Descendants of some of the San Luis Valley’s indigenous slaves gathered this week at the Fort Garland Museum and Cultural Center to view the art installation “Unsilenced: Indigenous Enslavement in Southern Colorado” which tells the story of indigenous slavery in Conejos and Costilla counties.
“We are humbled and grateful to be here,” said Shawn Price, director of the Dineh Tah’ Navajo Dancers. He told the gathered crowd of descendents that when we walked into the museum rooms housing the exhibit, “I could really sense our ancestral people.
“I could sense the rawness of what happened here,” he said, “and I think it’s time we all gather to heal that, acknowledge it, and look to the future, and remind ourselves as humanity that we can do better. We are capable of doing better.”
If You Go:
“Unsilenced” is an exhibit that’s part of the Borderlands of Southern Colorado initiative in which we’re examining the San Luis Valley and Southern Colorado through a borderlands framework,” said Eric Carpio, director of the museum. “This particular exhibit touches on the history of indigenous enslavement which we know took place in the San Luis Valley and Southern Colorado in the early 1800s through mid-1800s.”
The Fort Garland Museum and Cultural Center is open Monday-Saturday from 9 a.m.-5 p.m.
Adults: $6; Seniors (65+): $5; Students (6-16): $4; Child (5 & Under): Free; Member: Free.
Shawn Price, director of the Dineh Tah’ Navajo Dancers, and other descendants plant a tree.
Eric Carpio, director of the museum, said the exhibit is a culmination of meetings with descendants who have traced their ancestry to the history of indigenous slavery from the early to mid-1800s.
“This particular exhibit is intended to remember those stories, to acknowledge that history, and hopefully begin a broader conversation in the community about the way we view ourselves and our identity as residents of the San Luis Valley.”
Lafayette Head was a soldier in the Mexican-American War who settled in New Mexico, and eventually in Conejos, where in 1855 he began construction on a massive compound that served as headquarters for the Ute Indian Agency as well as his home.
“He himself had 11 captives within this house living here, which he did not account for in his list,” according to Ron Rael, who owns the historic Lafayette Head compound in Conejos and has been working to restore and document its history.
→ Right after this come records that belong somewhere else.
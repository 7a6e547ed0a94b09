//! `updater.json`: repository, package identity and lifecycle scripts
//!
//! ```json
//! {
//!     "url": "https://repo.example.com",
//!     "package": "acme/app",
//!     "version": "1.0.0",
//!     "scripts": {
//!         "before": ["php bin/maintenance on"],
//!         "after": ["composer install --no-dev", "php bin/maintenance off"]
//!     }
//! }
//! ```

use std::collections::HashMap;
use std::fmt;
use std::path::{Path, PathBuf};

use serde::de::IgnoredAny;
use serde::{Deserialize, Serialize};
use thiserror::Error;
use tracing::warn;

use crate::repository::types::is_valid_package_name;

#[derive(Debug, Error)]
pub enum ManifestError {
    #[error("Error decoding JSON: {0}")]
    Parse(#[from] serde_json::Error),

    #[error("Missing required field '{0}'")]
    MissingField(&'static str),

    #[error("Invalid value for '{field}': {reason}")]
    InvalidField { field: &'static str, reason: String },

    #[error("Failed to read {path:?}: {source}")]
    Read {
        path: PathBuf,
        #[source]
        source: std::io::Error,
    },

    #[error("Failed to write {path:?}: {source}")]
    Write {
        path: PathBuf,
        #[source]
        source: std::io::Error,
    },
}

/// When a lifecycle script runs relative to extraction
#[derive(Debug, Clone, Copy, PartialEq, Eq, Hash)]
pub enum HookPhase {
    Before,
    After,
}

impl HookPhase {
    pub fn as_str(&self) -> &'static str {
        match self {
            HookPhase::Before => "before",
            HookPhase::After => "after",
        }
    }
}

impl fmt::Display for HookPhase {
    fn fmt(&self, f: &mut fmt::Formatter<'_>) -> fmt::Result {
        f.write_str(self.as_str())
    }
}

/// Shell commands per phase, in execution order
#[derive(Debug, Clone, Default, PartialEq, Eq, Serialize)]
pub struct Scripts {
    before: Vec<String>,
    after: Vec<String>,
}

impl Scripts {
    pub fn get(&self, phase: HookPhase) -> &[String] {
        match phase {
            HookPhase::Before => &self.before,
            HookPhase::After => &self.after,
        }
    }

    fn get_mut(&mut self, phase: HookPhase) -> &mut Vec<String> {
        match phase {
            HookPhase::Before => &mut self.before,
            HookPhase::After => &mut self.after,
        }
    }
}

/// A phase may list one command or several
#[derive(Debug, Deserialize)]
#[serde(untagged)]
enum Commands {
    One(String),
    Many(Vec<String>),
}

impl From<Commands> for Vec<String> {
    fn from(commands: Commands) -> Self {
        match commands {
            Commands::One(command) => vec![command],
            Commands::Many(commands) => commands,
        }
    }
}

#[derive(Debug, Deserialize)]
#[serde(untagged)]
enum RawScripts {
    Phases(HashMap<String, Commands>),
    /// An empty map written by PHP; entries carry no phase and are skipped
    List(Vec<IgnoredAny>),
}

/// Unvalidated shape of `updater.json`; unknown keys are ignored
#[derive(Debug, Deserialize)]
struct RawManifest {
    #[serde(default)]
    url: Option<String>,
    #[serde(default)]
    package: Option<String>,
    #[serde(default)]
    version: Option<String>,
    #[serde(default)]
    scripts: Option<RawScripts>,
}

/// Validated `updater.json`
#[derive(Debug, Clone, PartialEq, Eq, Serialize, Deserialize)]
#[serde(try_from = "RawManifest")]
pub struct ManifestConfig {
    url: String,
    package: String,
    #[serde(skip_serializing_if = "Option::is_none")]
    version: Option<String>,
    scripts: Scripts,
}

impl TryFrom<RawManifest> for ManifestConfig {
    type Error = ManifestError;

    fn try_from(raw: RawManifest) -> Result<Self, Self::Error> {
        let url = raw.url.ok_or(ManifestError::MissingField("url"))?;
        let package = raw.package.ok_or(ManifestError::MissingField("package"))?;

        let mut manifest = Self::new(&url, &package)?;
        manifest.version = raw.version;

        match raw.scripts {
            Some(RawScripts::Phases(mut phases)) => {
                for phase in [HookPhase::Before, HookPhase::After] {
                    if let Some(commands) = phases.remove(phase.as_str()) {
                        *manifest.scripts.get_mut(phase) = commands.into();
                    }
                }
            }
            Some(RawScripts::List(entries)) if !entries.is_empty() => {
                warn!("Ignoring {} scripts listed without a phase", entries.len());
            }
            _ => {}
        }

        Ok(manifest)
    }
}

impl ManifestConfig {
    /// Create a manifest, validating the repository URL and package name
    pub fn new(url: &str, package: &str) -> Result<Self, ManifestError> {
        let parsed = url::Url::parse(url).map_err(|e| ManifestError::InvalidField {
            field: "url",
            reason: e.to_string(),
        })?;
        if !parsed.has_host() {
            return Err(ManifestError::InvalidField {
                field: "url",
                reason: format!("{url} has no host"),
            });
        }

        if !is_valid_package_name(package) {
            return Err(ManifestError::InvalidField {
                field: "package",
                reason: format!("{package} is not a vendor/name package name"),
            });
        }

        Ok(Self {
            url: url.to_string(),
            package: package.to_string(),
            version: None,
            scripts: Scripts::default(),
        })
    }

    pub fn with_version(mut self, version: impl Into<String>) -> Self {
        self.version = Some(version.into());
        self
    }

    /// Append a command to a phase
    pub fn with_script(mut self, phase: HookPhase, command: impl Into<String>) -> Self {
        self.scripts.get_mut(phase).push(command.into());
        self
    }

    /// Parse and validate manifest bytes
    pub fn from_slice(content: &[u8]) -> Result<Self, ManifestError> {
        let raw: RawManifest = serde_json::from_slice(content)?;
        Self::try_from(raw)
    }

    pub fn from_json(content: &str) -> Result<Self, ManifestError> {
        Self::from_slice(content.as_bytes())
    }

    /// Read and validate a manifest file
    pub fn load(path: &Path) -> Result<Self, ManifestError> {
        let content = std::fs::read(path).map_err(|source| ManifestError::Read {
            path: path.to_path_buf(),
            source,
        })?;
        Self::from_slice(&content)
    }

    /// Write the manifest as pretty-printed JSON
    pub fn save(&self, path: &Path) -> Result<(), ManifestError> {
        std::fs::write(path, self.to_json()?).map_err(|source| ManifestError::Write {
            path: path.to_path_buf(),
            source,
        })
    }

    pub fn to_json(&self) -> Result<String, ManifestError> {
        Ok(serde_json::to_string_pretty(self)?)
    }

    pub fn url(&self) -> &str {
        &self.url
    }

    pub fn package(&self) -> &str {
        &self.package
    }

    pub fn version(&self) -> Option<&str> {
        self.version.as_deref()
    }

    /// Commands to run for a phase
    pub fn scripts(&self, phase: HookPhase) -> &[String] {
        self.scripts.get(phase)
    }
}

#[cfg(test)]
mod tests {
    use super::*;
    use rstest::rstest;
    use tempfile::TempDir;

    #[test]
    fn from_json_parses_all_fields() {
        let manifest = ManifestConfig::from_json(
            r#"{
                "url": "http://127.0.0.1:8000",
                "package": "acme/app",
                "version": "0.1.0",
                "scripts": {
                    "before": ["echo one", "echo two"],
                    "after": "echo three"
                }
            }"#,
        )
        .unwrap();

        assert_eq!(manifest.url(), "http://127.0.0.1:8000");
        assert_eq!(manifest.package(), "acme/app");
        assert_eq!(manifest.version(), Some("0.1.0"));
        assert_eq!(manifest.scripts(HookPhase::Before), ["echo one", "echo two"]);
        assert_eq!(manifest.scripts(HookPhase::After), ["echo three"]);
    }

    #[rstest]
    #[case(r#"{"url": "http://localhost", "package": "acme/app"}"#)]
    #[case(r#"{"url": "http://localhost", "package": "acme/app", "scripts": []}"#)]
    #[case(r#"{"url": "http://localhost", "package": "acme/app", "scripts": ["echo x"]}"#)]
    #[case(r#"{"url": "http://localhost", "package": "acme/app", "scripts": {}}"#)]
    #[case(r#"{"url": "http://localhost", "package": "acme/app", "scripts": {"during": ["x"]}}"#)]
    fn from_json_without_phase_scripts_has_none(#[case] json: &str) {
        let manifest = ManifestConfig::from_json(json).unwrap();

        assert!(manifest.scripts(HookPhase::Before).is_empty());
        assert!(manifest.scripts(HookPhase::After).is_empty());
    }

    #[test]
    fn from_json_ignores_unknown_keys() {
        let manifest = ManifestConfig::from_json(
            r#"{"url": "http://localhost", "package": "acme/app", "homepage": "x", "extra": {"a": 1}}"#,
        )
        .unwrap();

        assert_eq!(manifest, ManifestConfig::new("http://localhost", "acme/app").unwrap());
    }

    #[rstest]
    #[case(r#"{"package": "acme/app"}"#, "url")]
    #[case(r#"{"url": "http://localhost"}"#, "package")]
    fn from_json_requires_fields(#[case] json: &str, #[case] field: &str) {
        let result = ManifestConfig::from_json(json);

        assert!(matches!(result, Err(ManifestError::MissingField(f)) if f == field));
    }

    #[rstest]
    #[case(r#"{"url": "not a url", "package": "acme/app"}"#, "url")]
    #[case(r#"{"url": "mailto:someone@example.com", "package": "acme/app"}"#, "url")]
    #[case(r#"{"url": "http://localhost", "package": "Acme/App"}"#, "package")]
    #[case(r#"{"url": "http://localhost", "package": "app"}"#, "package")]
    fn from_json_rejects_invalid_fields(#[case] json: &str, #[case] expected_field: &str) {
        let result = ManifestConfig::from_json(json);

        assert!(matches!(
            result,
            Err(ManifestError::InvalidField { field, .. }) if field == expected_field
        ));
    }

    #[rstest]
    #[case("{foo")]
    #[case(r#"{"url": "http://localhost", "package": "acme/app", "scripts": "echo"}"#)]
    #[case(r#"{"url": 42, "package": "acme/app"}"#)]
    fn from_json_rejects_malformed_documents(#[case] json: &str) {
        let result = ManifestConfig::from_json(json);

        assert!(matches!(result, Err(ManifestError::Parse(_))));
    }

    #[test]
    fn from_slice_rejects_invalid_utf8() {
        let result = ManifestConfig::from_slice(b"{\"url\": \"\xff\"}");

        assert!(matches!(result, Err(ManifestError::Parse(_))));
    }

    #[test]
    fn save_writes_pretty_json_that_loads_back() {
        let dir = TempDir::new().unwrap();
        let path = dir.path().join("updater.json");
        let manifest = ManifestConfig::new("http://127.0.0.1:8000", "foo/bar")
            .unwrap()
            .with_script(HookPhase::After, "composer install");

        manifest.save(&path).unwrap();

        let content = std::fs::read_to_string(&path).unwrap();
        assert!(content.contains("\n    \"package\": \"foo/bar\""));
        assert_eq!(ManifestConfig::load(&path).unwrap(), manifest);
    }

    #[test]
    fn load_fails_for_missing_file() {
        let dir = TempDir::new().unwrap();

        let result = ManifestConfig::load(&dir.path().join("updater.json"));

        assert!(matches!(result, Err(ManifestError::Read { .. })));
    }

    #[test]
    fn deserialize_validates_through_serde() {
        let result: Result<ManifestConfig, _> =
            serde_json::from_str(r#"{"url": "http://localhost", "package": "bad"}"#);

        assert!(result.is_err());
    }
}
use std::path::{Path, PathBuf};

// =============================================================================
// File names inside an installation
// =============================================================================

/// Per-release descriptor shipped inside every release archive
pub const MANIFEST_FILE: &str = "updater.json";

/// Persisted install state, written next to the manifest
pub const STATE_FILE: &str = "updater.lock";

/// Composer-style credential file
pub const CREDENTIALS_FILE: &str = "auth.json";

// =============================================================================
// Repository defaults
// =============================================================================

/// Host of the public registry served through the direct protocol
pub const DEFAULT_REGISTRY_HOST: &str = "packagist.org";

/// User agent sent with every repository request
pub const USER_AGENT: &str = "updater";

/// Number of times init asks for credentials before giving up
pub const MAX_CREDENTIAL_PROMPTS: usize = 3;

/// Environment variable holding the log filter for the binary
pub const LOG_ENV: &str = "UPDATER_LOG";

/// Returns the path to the data directory for updater.
/// Uses $XDG_DATA_HOME/updater if XDG_DATA_HOME is set,
/// otherwise falls back to ~/.local/share/updater,
/// or ./updater if neither is available.
pub fn data_dir() -> PathBuf {
    data_dir_with_env(std::env::var("XDG_DATA_HOME").ok(), dirs::home_dir())
}

/// Returns the path to the log file.
pub fn log_path() -> PathBuf {
    data_dir().join("updater.log")
}

fn data_dir_with_env(xdg_data_home: Option<String>, home_dir: Option<PathBuf>) -> PathBuf {
    let data_dir = xdg_data_home
        .map(PathBuf::from)
        .or_else(|| home_dir.map(|home| home.join(".local/share")))
        .unwrap_or_else(|| PathBuf::from("."));

    data_dir.join("updater")
}

/// Candidate credential files, lowest precedence first.
///
/// The global Composer home (`$COMPOSER_HOME`, else `~/.composer`) comes first,
/// the installation's own `auth.json` last so it overrides per host.
pub fn credential_files(working_dir: &Path) -> Vec<PathBuf> {
    credential_files_with_env(
        std::env::var("COMPOSER_HOME").ok(),
        dirs::home_dir(),
        working_dir,
    )
}

/// File that prompted credentials are written to
pub fn local_credentials_path(working_dir: &Path) -> PathBuf {
    working_dir.join(CREDENTIALS_FILE)
}

fn credential_files_with_env(
    composer_home: Option<String>,
    home_dir: Option<PathBuf>,
    working_dir: &Path,
) -> Vec<PathBuf> {
    let global = composer_home
        .map(PathBuf::from)
        .or_else(|| home_dir.map(|home| home.join(".composer")))
        .map(|dir| dir.join(CREDENTIALS_FILE));

    global
        .into_iter()
        .chain(std::iter::once(local_credentials_path(working_dir)))
        .collect()
}
//! HTTP basic credentials from Composer `auth.json` files
//!
//! ```json
//! { "http-basic": { "repo.example.com": { "username": "...", "password": "..." } } }
//! ```

use std::collections::HashMap;
use std::path::{Path, PathBuf};

use serde::{Deserialize, Serialize};
use tracing::{debug, info};

use crate::repository::error::CredentialError;

const HTTP_BASIC_KEY: &str = "http-basic";

/// Username and password for a repository host
#[derive(Clone, PartialEq, Eq, Serialize, Deserialize)]
pub struct Credentials {
    pub username: String,
    pub password: String,
}

impl Credentials {
    pub fn new(username: impl Into<String>, password: impl Into<String>) -> Self {
        Self {
            username: username.into(),
            password: password.into(),
        }
    }

    /// Both fields must be set for the credentials to be sent
    pub fn is_complete(&self) -> bool {
        !self.username.is_empty() && !self.password.is_empty()
    }
}

impl std::fmt::Debug for Credentials {
    fn fmt(&self, f: &mut std::fmt::Formatter<'_>) -> std::fmt::Result {
        f.debug_struct("Credentials")
            .field("username", &self.username)
            .field("password", &"********")
            .finish()
    }
}

#[derive(Debug, Default, Deserialize)]
struct AuthFile {
    #[serde(rename = "http-basic", default)]
    http_basic: HashMap<String, Credentials>,
}

/// Credentials merged from every candidate `auth.json`, keyed by host
#[derive(Debug, Clone, Default)]
pub struct CredentialStore {
    hosts: HashMap<String, Credentials>,
    write_path: PathBuf,
}

impl CredentialStore {
    /// Load credentials from `files` in order; later files override earlier ones
    /// for the same host. Missing files are skipped. Newly captured credentials
    /// are written to `write_path`.
    pub fn load(files: &[PathBuf], write_path: impl Into<PathBuf>) -> Result<Self, CredentialError> {
        let mut hosts = HashMap::new();

        for path in files {
            if !path.exists() {
                continue;
            }
            let auth = read_auth_file(path)?;
            debug!(
                "Loaded {} credential host(s) from {:?}",
                auth.http_basic.len(),
                path
            );
            hosts.extend(auth.http_basic);
        }

        Ok(Self {
            hosts,
            write_path: write_path.into(),
        })
    }

    /// Credentials for a host, if any were configured
    pub fn get(&self, host: &str) -> Option<&Credentials> {
        self.hosts.get(host)
    }

    /// Remember credentials for a host and persist them to the local credential file.
    ///
    /// Existing content of the file, including unrelated keys, is preserved.
    pub fn store(&mut self, host: &str, credentials: Credentials) -> Result<(), CredentialError> {
        let path = &self.write_path;

        let existing = if path.exists() {
            let content = std::fs::read_to_string(path).map_err(|source| CredentialError::Read {
                path: path.clone(),
                source,
            })?;
            Some(
                serde_json::from_str::<serde_json::Value>(&content).map_err(|source| {
                    CredentialError::Parse {
                        path: path.clone(),
                        source,
                    }
                })?,
            )
        } else {
            None
        };

        let mut document = match existing {
            Some(value @ serde_json::Value::Object(_)) => value,
            _ => serde_json::json!({}),
        };
        if let serde_json::Value::Object(root) = &mut document {
            let http_basic = root
                .entry(HTTP_BASIC_KEY)
                .or_insert_with(|| serde_json::json!({}));
            if !http_basic.is_object() {
                *http_basic = serde_json::json!({});
            }
            if let Some(hosts) = http_basic.as_object_mut() {
                hosts.insert(
                    host.to_string(),
                    serde_json::json!({
                        "username": credentials.username,
                        "password": credentials.password,
                    }),
                );
            }
        }

        let content = serde_json::to_string_pretty(&document).map_err(|e| {
            CredentialError::Write {
                path: path.clone(),
                source: std::io::Error::other(e),
            }
        })?;
        std::fs::write(path, content).map_err(|source| CredentialError::Write {
            path: path.clone(),
            source,
        })?;

        info!("Saved credentials for {} to {:?}", host, path);
        self.hosts.insert(host.to_string(), credentials);
        Ok(())
    }
}

fn read_auth_file(path: &Path) -> Result<AuthFile, CredentialError> {
    let content = std::fs::read_to_string(path).map_err(|source| CredentialError::Read {
        path: path.to_path_buf(),
        source,
    })?;
    serde_json::from_str(&content).map_err(|source| CredentialError::Parse {
        path: path.to_path_buf(),
        source,
    })
}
Rael made his comments earlier this summer when Colorado Preservation Inc. listed the Lafayette Head compound in Conejos on Colorado’s Most Endangered Places list.
Through the efforts of Rael, Chip Thomas, the artist who created “Unsilenced: Indigenous Enslavement in Southern Colorado,” and Carpio’s work at the Fort Garland Museum, the story of indigenous slavery in the San Luis Valley is becoming a stronger thread of the Valley’s history.
At the conclusion of a blessing Price conducted inside the building of the exhibit, the gathered descendants planted a tree as a new cornerstone and a new beginning for the site that once held indigenous slaves. It is a disregarded history no more.